I have to confess that while I was both living and working downtown, the increasingly awful traffic situation was easy to ignore. However, now that I had thrown myself into the role of a trans—Lake Washington commuter, I was learning about the problem up close and personal.
So I wasn’t especially surprised to find that I-5 traffic was barely moving. At least, that’s what I thought—that it was barely moving. Then, when I had advanced only three car lengths in the space of fifteen minutes, I finally switched on the radio in time to hear KUOW’s metro traffic reporter, Leslie Larkin, announce that the I-90 bridge was closed in both directions due to “police action.”
The I-90 floating bridge is made up of two entirely separate side-by-side structures with eight lanes of traffic between them.
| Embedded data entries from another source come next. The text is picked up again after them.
impl OpSpec {
    /// Resolve `op` and build typed arguments from a JSON object.
    pub fn from_step(op: &str, args: &serde_json::Value) -> Result<OpSpec> {
        let info = op_info(op).ok_or_else(|| Error::Plan(format!("unknown op: '{op}'")))?;
        let name = info.name;

        let empty = serde_json::Map::new();
        let obj = match args {
            serde_json::Value::Object(m) => m,
            serde_json::Value::Null => &empty,
            _ => {
                return Err(Error::Plan(format!(
                    "op '{name}' args must be a JSON object"
                )))
            }
        };
        for req in info.required {
            if obj.get(*req).map_or(true, serde_json::Value::is_null) {
                return Err(Error::Plan(format!(
                    "op '{name}' missing required arg '{req}'"
                )));
            }
        }
        let args = serde_json::Value::Object(obj.clone());

        let spec = match name {
            "codec.csv.decode" => OpSpec::CsvDecode(typed(name, args)?),
            "codec.jsonl.decode" => OpSpec::JsonlDecode(typed(name, args)?),
            "codec.text.decode" => OpSpec::TextDecode(typed(name, args)?),
            "codec.csv.encode" => OpSpec::CsvEncode(typed(name, args)?),
            "codec.jsonl.encode" => OpSpec::JsonlEncode,
            "codec.text.encode" => OpSpec::TextEncode,
            "codec.table.encode" => OpSpec::TableEncode(typed(name, args)?),
            "filter" => OpSpec::Filter(typed(name, args)?),
            "select" => OpSpec::Select(typed(name, args)?),
            "rename" => OpSpec::Rename(typed(name, args)?),
            "derive" => OpSpec::Derive(typed(name, args)?),
            "validate" => OpSpec::Validate(typed(name, args)?),
            "clip" => OpSpec::Clip(typed(name, args)?),
            "replace" => OpSpec::Replace(typed(name, args)?),
            "trim" => OpSpec::Trim(typed(name, args)?),
            "fill-null" => OpSpec::FillNull(typed(name, args)?),
            "cast" => OpSpec::Cast(typed(name, args)?),
            "bin" => OpSpec::Bin(typed(name, args)?),
            "hash" => OpSpec::Hash(typed(name, args)?),
            "grep" => OpSpec::Grep(typed(name, args)?),
            "flatten" => OpSpec::Flatten,
            "head" => OpSpec::Head(typed(name, args)?),
            "skip" => OpSpec::Skip(typed(name, args)?),
            "tail" => OpSpec::Tail(typed(name, args)?),
            "sort" => OpSpec::Sort(typed(name, args)?),
            "unique" => OpSpec::Unique(typed(name, args)?),
            "top" => OpSpec::Top(typed(name, args)?),
            "sample" => OpSpec::Sample(typed(name, args)?),
            "stats" => OpSpec::Stats(typed(name, args)?),
            "frequency" => OpSpec::Frequency(typed(name, args)?),
            "group-agg" => OpSpec::GroupAgg(typed(name, args)?),
            "step" => OpSpec::Step(typed(name, args)?),
            "window" => OpSpec::Window(typed(name, args)?),
            "lead" => OpSpec::Lead(typed(name, args)?),
            "fill-down" => OpSpec::FillDown(typed(name, args)?),
            "explode" => OpSpec::Explode(typed(name, args)?),
            "split" => OpSpec::Split(typed(name, args)?),
            "unpivot" => OpSpec::Unpivot(typed(name, args)?),
            "pivot" => OpSpec::Pivot(typed(name, args)?),
            "datetime" => OpSpec::Datetime(typed(name, args)?),
            "date-trunc" => OpSpec::DateTrunc(typed(name, args)?),
            "stack" => OpSpec::Stack(typed(name, args)?),
            "join" => OpSpec::Join(typed(name, args)?),
            "onehot" => OpSpec::Onehot(typed(name, args)?),
            "label-encode" => OpSpec::LabelEncode(typed(name, args)?),
            "ewma" => OpSpec::Ewma(typed(name, args)?),
            "diff" => OpSpec::Diff(typed(name, args)?),
            "anomaly" => OpSpec::Anomaly(typed(name, args)?),
            "split-data" => OpSpec::SplitData(typed(name, args)?),
            "interpolate" => OpSpec::Interpolate(typed(name, args)?),
            "normalize" => OpSpec::Normalize(typed(name, args)?),
            "acf" => OpSpec::Acf(typed(name, args)?),
            other => {
                return Err(Error::Invariant(format!(
                    "registered op '{other}' has no argument binding"
                )))
            }
        };
        spec.check()?;
        Ok(spec)
    }

    pub fn name(&self) -> &'static str {
        match self {
            OpSpec::CsvDecode(_) => "codec.csv.decode",
            OpSpec::JsonlDecode(_) => "codec.jsonl.decode",
            OpSpec::TextDecode(_) => "codec.text.decode",
            OpSpec::CsvEncode(_) => "codec.csv.encode",
            OpSpec::JsonlEncode => "codec.jsonl.encode",
            OpSpec::TextEncode => "codec.text.encode",
            OpSpec::TableEncode(_) => "codec.table.encode",
            OpSpec::Filter(_) => "filter",
            OpSpec::Select(_) => "select",
            OpSpec::Rename(_) => "rename",
            OpSpec::Derive(_) => "derive",
            OpSpec::Validate(_) => "validate",
            OpSpec::Clip(_) => "clip",
            OpSpec::Replace(_) => "replace",
            OpSpec::Trim(_) => "trim",
            OpSpec::FillNull(_) => "fill-null",
            OpSpec::Cast(_) => "cast",
            OpSpec::Bin(_) => "bin",
            OpSpec::Hash(_) => "hash",
            OpSpec::Grep(_) => "grep",
            OpSpec::Flatten => "flatten",
            OpSpec::Head(_) => "head",
            OpSpec::Skip(_) => "skip",
            OpSpec::Tail(_) => "tail",
            OpSpec::Sort(_) => "sort",
            OpSpec::Unique(_) => "unique",
            OpSpec::Top(_) => "top",
            OpSpec::Sample(_) => "sample",
            OpSpec::Stats(_) => "stats",
            OpSpec::Frequency(_) => "frequency",
            OpSpec::GroupAgg(_) => "group-agg",
            OpSpec::Step(_) => "step",
            OpSpec::Window(_) => "window",
            OpSpec::Lead(_) => "lead",
            OpSpec::FillDown(_) => "fill-down",
            OpSpec::Explode(_) => "explode",
            OpSpec::Split(_) => "split",
            OpSpec::Unpivot(_) => "unpivot",
            OpSpec::Pivot(_) => "pivot",
            OpSpec::Datetime(_) => "datetime",
            OpSpec::DateTrunc(_) => "date-trunc",
            OpSpec::Stack(_) => "stack",
            OpSpec::Join(_) => "join",
            OpSpec::Onehot(_) => "onehot",
            OpSpec::LabelEncode(_) => "label-encode",
            OpSpec::Ewma(_) => "ewma",
            OpSpec::Diff(_) => "diff",
            OpSpec::Anomaly(_) => "anomaly",
            OpSpec::SplitData(_) => "split-data",
            OpSpec::Interpolate(_) => "interpolate",
            OpSpec::Normalize(_) => "normalize",
            OpSpec::Acf(_) => "acf",
        }
    }

    pub fn class(&self) -> OpClass {
        op_info(self.name())
            .map(|i| i.class)
            .unwrap_or(OpClass::Streaming)
    }

    /// Structural constraints serde cannot express.
    fn check(&self) -> Result<()> {
        let fail = |msg: String| -> Result<()> {
            Err(Error::Plan(format!("op '{}' {}", self.name(), msg)))
        };
        match self {
            OpSpec::Select(a) | OpSpec::Unpivot(a) if a.columns.is_empty() => {
                fail("needs at least one column".into())
            }
            OpSpec::Normalize(a) if a.columns.is_empty() => fail("needs at least one column".into()),
            OpSpec::Rename(a) if a.mapping.is_empty() => fail("needs at least one mapping".into()),
            OpSpec::Cast(a) if a.mapping.is_empty() => fail("needs at least one mapping".into()),
            OpSpec::FillNull(a) if a.mapping.is_empty() => {
                fail("needs at least one mapping".into())
            }
            OpSpec::Derive(a) if a.columns.is_empty() => fail("needs at least one column".into()),
            OpSpec::Derive(a) if a.columns.iter().any(|c| c.name.is_empty()) => {
                fail("has an empty column name".into())
            }
            OpSpec::Sort(a) if a.columns.is_empty() => fail("needs at least one key".into()),
            OpSpec::GroupAgg(a) if a.aggs.is_empty() => fail("needs at least one aggregate".into()),
            OpSpec::Window(a) if a.size == 0 => fail("size must be > 0".into()),
            OpSpec::Lead(a) if a.offset == 0 => fail("offset must be > 0".into()),
            OpSpec::Diff(a) if a.order == 0 => fail("order must be > 0".into()),
            OpSpec::Bin(a) if a.boundaries.is_empty() => fail("needs at least one boundary".into()),
            OpSpec::Bin(a) if a.boundaries.windows(2).any(|w| w[0] >= w[1]) => {
                fail("boundaries must be strictly ascending".into())
            }
            OpSpec::Split(a) if a.names.is_empty() => fail("needs at least one name".into()),
            OpSpec::Explode(a) if a.delimiter.is_empty() => fail("delimiter is empty".into()),
            OpSpec::Join(a) if a.file.trim().is_empty() => fail("file is empty".into()),
            OpSpec::Join(a) if a.keys().0.is_empty() || a.keys().1.is_empty() => {
                fail("'on' must name a column".into())
            }
            OpSpec::Stack(a) if a.file.trim().is_empty() => fail("file is empty".into()),
            OpSpec::Ewma(a) if !(a.alpha > 0.0 && a.alpha <= 1.0) => {
                fail("alpha must be in (0, 1]".into())
            }
            OpSpec::SplitData(a) if !(0.0..=1.0).contains(&a.ratio) => {
                fail("ratio must be in [0, 1]".into())
            }
            OpSpec::Clip(a) if a.min.is_none() && a.max.is_none() => {
                fail("needs min or max".into())
            }
            OpSpec::Clip(ClipArgs {
                min: Some(lo),
                max: Some(hi),
                ..
            }) if lo > hi => fail("min must not exceed max".into()),
            OpSpec::Grep(a) if a.pattern.is_empty() => fail("pattern is empty".into()),
            OpSpec::Replace(a) if a.pattern.is_empty() => fail("pattern is empty".into()),
            _ => Ok(()),
        }
    }
}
During rush hour, the two center lanes are reversible. If there’s an accident going one way or the other, it would normally shut traffic down in one direction only. But Leslie had clearly stated that it was closed in both directions, which seemed ominous to me. It made me wish I were still part of the Seattle PD. I could have called in and found out what was really going on. Instead, I concentrated on getting far enough onto the freeway so I could get off again—at the first available exit.
To understand the scope of the Seattle area’s traffic woes, you have to imagine a densely populated metropolitan area with a twenty-five-mile-long lake dividing it neatly in half. Now, superimpose a huge pound sign over that body of water, and you can visualize the problem. The two legs are Interstates 5 and 405 running along the western and eastern sides of the lake. Two bridges, I-90 and Highway 520, form the cross-legs. If one of the two lake bridges goes out of commission, all hell breaks loose. Drivers have to choose among three unacceptably inconvenient and time-consuming choices. They can drive around either the top or the bottom of Lake Washington, or else they take a number and get in line to cross whichever bridge is still working.
I chose to go around. I exited the freeway at Stewart and took surface roads, but by then they were stopped up, too. Finally I called into the office to say I was going to be late.
“Special Unit B,” Harold Ignatius Ball, my new boss, barked into the phone. “Whaddya need?”
I’ve had problems with my name all my life. Jonas Piedmont Beaumont isn’t a handle any right-thinking woman should have laid on a poor defenseless baby, but that’s what my mother did. Once I had a say in the matter, I chose to go by either Beau or by my initials, J.P. But in the troublesome name game, my mother was a piker compared to Harry’s mom. By naming him as she did, Mrs. Ball had sentenced her little son Harold to be designated Harry I. Ball for the rest of his life. The words “Special Homicide Investigation Team” look fine on paper, and so does Harry’s name. The trouble starts when you string the first together or say the second one aloud.